**RECORDS SUPPLIED**
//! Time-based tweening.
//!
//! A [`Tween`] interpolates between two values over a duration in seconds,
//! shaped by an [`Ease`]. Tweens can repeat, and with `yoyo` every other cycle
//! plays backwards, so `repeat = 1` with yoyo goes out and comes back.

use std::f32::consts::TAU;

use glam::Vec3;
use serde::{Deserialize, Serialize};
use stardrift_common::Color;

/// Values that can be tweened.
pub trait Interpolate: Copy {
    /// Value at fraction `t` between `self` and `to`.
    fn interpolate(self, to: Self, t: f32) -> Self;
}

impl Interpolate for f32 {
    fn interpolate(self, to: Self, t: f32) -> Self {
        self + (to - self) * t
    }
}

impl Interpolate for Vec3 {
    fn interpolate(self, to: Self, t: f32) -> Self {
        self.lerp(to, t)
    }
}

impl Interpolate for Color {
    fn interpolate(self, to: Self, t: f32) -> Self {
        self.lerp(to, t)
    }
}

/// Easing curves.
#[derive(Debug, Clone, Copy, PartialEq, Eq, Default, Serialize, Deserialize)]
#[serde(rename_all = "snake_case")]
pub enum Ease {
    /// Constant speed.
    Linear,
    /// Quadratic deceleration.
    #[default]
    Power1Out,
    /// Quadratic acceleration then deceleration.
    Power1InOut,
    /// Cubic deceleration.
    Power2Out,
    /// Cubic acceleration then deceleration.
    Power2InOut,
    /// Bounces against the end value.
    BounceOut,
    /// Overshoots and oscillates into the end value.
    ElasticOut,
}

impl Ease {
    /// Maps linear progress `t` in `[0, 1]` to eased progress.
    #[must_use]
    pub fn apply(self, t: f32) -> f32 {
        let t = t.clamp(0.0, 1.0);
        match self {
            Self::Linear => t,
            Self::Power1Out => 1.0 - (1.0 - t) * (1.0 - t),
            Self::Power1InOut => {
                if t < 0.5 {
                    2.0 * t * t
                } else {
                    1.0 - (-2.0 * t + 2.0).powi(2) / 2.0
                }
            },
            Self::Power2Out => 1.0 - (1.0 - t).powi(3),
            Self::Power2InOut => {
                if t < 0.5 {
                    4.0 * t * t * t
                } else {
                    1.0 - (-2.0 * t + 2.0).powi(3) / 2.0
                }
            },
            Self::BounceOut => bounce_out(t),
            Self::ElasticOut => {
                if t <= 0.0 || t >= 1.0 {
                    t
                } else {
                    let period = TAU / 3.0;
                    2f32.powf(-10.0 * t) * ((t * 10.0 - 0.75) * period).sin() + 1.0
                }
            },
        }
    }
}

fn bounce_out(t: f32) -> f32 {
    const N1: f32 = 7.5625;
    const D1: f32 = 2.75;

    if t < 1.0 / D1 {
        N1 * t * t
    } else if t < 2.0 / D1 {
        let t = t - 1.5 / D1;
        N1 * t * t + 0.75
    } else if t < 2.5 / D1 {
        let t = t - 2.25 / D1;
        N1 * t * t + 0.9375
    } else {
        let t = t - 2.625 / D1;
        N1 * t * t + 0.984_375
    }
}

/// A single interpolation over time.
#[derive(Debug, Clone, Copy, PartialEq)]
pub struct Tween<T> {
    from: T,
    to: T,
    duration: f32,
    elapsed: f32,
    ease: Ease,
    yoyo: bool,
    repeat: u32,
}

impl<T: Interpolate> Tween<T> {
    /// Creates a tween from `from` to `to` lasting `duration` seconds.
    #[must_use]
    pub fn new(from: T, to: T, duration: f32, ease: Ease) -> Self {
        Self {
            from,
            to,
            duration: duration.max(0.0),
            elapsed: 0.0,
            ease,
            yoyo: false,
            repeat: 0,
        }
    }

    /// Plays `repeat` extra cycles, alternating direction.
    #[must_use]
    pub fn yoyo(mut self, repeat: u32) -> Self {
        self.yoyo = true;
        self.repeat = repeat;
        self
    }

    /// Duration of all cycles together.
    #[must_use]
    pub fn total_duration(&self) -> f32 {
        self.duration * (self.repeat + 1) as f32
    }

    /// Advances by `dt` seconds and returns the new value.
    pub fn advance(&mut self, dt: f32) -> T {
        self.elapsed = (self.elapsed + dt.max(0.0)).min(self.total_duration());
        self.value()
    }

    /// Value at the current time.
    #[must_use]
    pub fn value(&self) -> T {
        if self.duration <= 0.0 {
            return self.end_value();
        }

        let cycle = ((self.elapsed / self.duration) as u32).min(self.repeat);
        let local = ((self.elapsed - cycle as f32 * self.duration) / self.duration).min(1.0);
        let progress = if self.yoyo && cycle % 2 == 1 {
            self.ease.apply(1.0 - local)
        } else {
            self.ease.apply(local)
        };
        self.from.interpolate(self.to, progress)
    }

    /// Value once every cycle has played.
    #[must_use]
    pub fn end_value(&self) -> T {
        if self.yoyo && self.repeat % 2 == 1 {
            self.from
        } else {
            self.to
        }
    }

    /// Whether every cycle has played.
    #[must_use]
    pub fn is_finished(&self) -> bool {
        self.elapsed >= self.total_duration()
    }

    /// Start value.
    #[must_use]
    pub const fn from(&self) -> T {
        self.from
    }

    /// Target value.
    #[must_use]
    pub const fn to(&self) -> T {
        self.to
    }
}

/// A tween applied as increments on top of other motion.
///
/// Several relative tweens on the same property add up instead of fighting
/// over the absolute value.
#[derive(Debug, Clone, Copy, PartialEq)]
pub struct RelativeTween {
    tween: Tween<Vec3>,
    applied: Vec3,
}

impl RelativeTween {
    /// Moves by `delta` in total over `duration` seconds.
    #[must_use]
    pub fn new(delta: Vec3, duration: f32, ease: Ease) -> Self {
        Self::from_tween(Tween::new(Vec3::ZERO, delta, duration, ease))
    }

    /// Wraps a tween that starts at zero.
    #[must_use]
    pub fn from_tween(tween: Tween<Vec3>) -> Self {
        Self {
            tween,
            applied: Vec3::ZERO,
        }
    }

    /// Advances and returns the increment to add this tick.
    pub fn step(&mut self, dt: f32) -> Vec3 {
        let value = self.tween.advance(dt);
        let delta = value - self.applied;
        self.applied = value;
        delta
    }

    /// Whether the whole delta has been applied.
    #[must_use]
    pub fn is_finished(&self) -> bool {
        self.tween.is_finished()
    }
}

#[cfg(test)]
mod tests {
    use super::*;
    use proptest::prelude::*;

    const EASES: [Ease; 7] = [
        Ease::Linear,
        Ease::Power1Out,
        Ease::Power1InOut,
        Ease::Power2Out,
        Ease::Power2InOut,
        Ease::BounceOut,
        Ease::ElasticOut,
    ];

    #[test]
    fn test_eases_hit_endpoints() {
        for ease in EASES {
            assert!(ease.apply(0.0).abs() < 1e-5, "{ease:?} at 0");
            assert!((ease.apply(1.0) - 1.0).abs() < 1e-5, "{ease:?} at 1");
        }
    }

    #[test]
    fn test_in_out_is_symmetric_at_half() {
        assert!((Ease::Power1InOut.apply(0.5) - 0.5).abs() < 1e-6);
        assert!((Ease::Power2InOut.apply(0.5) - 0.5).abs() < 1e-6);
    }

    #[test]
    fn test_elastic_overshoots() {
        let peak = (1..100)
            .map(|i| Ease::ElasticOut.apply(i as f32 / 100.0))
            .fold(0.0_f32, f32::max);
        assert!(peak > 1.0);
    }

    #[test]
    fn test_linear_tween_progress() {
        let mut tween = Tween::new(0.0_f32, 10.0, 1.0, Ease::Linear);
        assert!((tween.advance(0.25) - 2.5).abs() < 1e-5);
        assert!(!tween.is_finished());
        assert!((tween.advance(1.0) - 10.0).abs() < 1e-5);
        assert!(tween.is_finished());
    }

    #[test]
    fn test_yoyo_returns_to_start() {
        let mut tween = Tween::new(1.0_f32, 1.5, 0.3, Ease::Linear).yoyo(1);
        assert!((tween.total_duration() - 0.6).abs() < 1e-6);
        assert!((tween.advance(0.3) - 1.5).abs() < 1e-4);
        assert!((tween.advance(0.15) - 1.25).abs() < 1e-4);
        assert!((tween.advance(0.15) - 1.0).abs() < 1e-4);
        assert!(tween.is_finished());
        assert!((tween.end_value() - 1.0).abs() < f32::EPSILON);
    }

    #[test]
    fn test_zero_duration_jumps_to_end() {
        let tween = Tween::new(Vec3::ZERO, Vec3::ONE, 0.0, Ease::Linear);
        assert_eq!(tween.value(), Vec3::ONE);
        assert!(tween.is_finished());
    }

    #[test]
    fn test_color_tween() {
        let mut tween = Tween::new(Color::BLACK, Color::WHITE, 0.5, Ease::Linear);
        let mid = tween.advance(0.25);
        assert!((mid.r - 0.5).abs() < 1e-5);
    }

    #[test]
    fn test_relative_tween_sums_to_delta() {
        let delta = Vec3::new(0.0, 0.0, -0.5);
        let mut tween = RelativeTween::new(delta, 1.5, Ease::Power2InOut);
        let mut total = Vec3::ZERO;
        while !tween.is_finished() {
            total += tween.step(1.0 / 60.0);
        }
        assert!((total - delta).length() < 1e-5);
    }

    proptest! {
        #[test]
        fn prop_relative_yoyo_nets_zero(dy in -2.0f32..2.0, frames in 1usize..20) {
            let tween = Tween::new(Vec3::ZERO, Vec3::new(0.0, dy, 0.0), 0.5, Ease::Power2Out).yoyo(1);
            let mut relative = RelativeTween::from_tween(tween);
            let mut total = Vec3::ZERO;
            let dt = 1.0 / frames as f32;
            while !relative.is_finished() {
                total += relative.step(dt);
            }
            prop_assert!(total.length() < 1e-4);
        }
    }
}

**INSTRUCTIONS TO FOLLOW**
Return nothing but the lines from the top of the records above through the line that has "use glam::Vec3;". Keep each one exact.

**RESPONSE FOR THIS EXERCISE**
//! Time-based tweening.
//!
//! A [`Tween`] interpolates between two values over a duration in seconds,
//! shaped by an [`Ease`]. Tweens can repeat, and with `yoyo` every other cycle
//! plays backwards, so `repeat = 1` with yoyo goes out and comes back.

use std::f32::consts::TAU;

use glam::Vec3;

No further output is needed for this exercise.